Work instructions: Go through the records and give the number of lines that include "index", with nothing else.

Data section:
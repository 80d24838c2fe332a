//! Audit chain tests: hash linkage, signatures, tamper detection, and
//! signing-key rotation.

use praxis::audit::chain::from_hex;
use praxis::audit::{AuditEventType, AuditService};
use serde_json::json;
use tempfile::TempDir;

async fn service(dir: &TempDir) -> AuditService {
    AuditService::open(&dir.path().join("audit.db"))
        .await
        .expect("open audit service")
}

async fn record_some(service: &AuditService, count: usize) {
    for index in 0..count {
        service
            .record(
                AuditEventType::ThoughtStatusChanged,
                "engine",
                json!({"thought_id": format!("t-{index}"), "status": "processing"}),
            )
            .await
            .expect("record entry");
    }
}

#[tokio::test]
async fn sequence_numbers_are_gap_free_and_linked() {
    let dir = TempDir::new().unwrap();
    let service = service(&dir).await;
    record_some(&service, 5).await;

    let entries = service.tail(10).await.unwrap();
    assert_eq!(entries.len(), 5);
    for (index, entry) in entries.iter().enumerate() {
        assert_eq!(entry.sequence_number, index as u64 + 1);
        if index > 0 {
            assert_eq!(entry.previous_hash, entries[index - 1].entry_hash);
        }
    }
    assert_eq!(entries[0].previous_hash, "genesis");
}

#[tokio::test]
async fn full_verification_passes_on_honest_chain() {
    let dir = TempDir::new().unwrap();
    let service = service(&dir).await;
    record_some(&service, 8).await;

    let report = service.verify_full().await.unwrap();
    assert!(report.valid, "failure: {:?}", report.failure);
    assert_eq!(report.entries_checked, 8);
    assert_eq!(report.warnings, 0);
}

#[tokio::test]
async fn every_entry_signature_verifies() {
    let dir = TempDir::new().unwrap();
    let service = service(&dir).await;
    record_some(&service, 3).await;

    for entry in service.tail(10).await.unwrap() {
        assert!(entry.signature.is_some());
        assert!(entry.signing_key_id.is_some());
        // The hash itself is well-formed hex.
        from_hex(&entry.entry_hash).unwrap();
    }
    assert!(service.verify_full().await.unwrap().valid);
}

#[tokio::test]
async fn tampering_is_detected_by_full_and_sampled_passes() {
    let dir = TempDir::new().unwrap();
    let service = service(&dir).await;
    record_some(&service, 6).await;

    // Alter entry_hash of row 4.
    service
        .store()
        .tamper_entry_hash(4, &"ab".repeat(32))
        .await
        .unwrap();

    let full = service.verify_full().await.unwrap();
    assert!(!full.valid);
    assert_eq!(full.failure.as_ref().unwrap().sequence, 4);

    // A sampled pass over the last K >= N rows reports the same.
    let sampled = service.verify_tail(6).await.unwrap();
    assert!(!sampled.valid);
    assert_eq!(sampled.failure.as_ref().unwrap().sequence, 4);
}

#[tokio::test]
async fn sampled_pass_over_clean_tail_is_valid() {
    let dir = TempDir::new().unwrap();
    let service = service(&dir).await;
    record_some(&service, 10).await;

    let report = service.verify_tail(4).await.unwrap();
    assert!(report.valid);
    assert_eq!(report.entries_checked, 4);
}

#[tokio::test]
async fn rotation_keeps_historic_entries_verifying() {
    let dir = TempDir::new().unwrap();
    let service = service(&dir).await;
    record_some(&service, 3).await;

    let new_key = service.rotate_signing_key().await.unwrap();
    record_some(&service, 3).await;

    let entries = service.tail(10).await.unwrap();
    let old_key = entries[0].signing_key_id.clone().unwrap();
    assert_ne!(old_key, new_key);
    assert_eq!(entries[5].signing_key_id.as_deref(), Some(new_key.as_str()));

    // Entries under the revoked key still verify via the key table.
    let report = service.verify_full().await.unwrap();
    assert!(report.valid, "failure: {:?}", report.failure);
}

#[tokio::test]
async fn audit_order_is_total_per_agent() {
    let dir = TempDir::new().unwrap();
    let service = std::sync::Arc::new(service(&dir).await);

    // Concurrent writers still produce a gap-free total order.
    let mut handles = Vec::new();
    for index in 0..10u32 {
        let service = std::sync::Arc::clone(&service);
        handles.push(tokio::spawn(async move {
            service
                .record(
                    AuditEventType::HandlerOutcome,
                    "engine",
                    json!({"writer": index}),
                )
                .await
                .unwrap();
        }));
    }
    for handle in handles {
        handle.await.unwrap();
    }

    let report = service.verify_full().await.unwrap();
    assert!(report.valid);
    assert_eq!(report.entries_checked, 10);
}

Written response: 8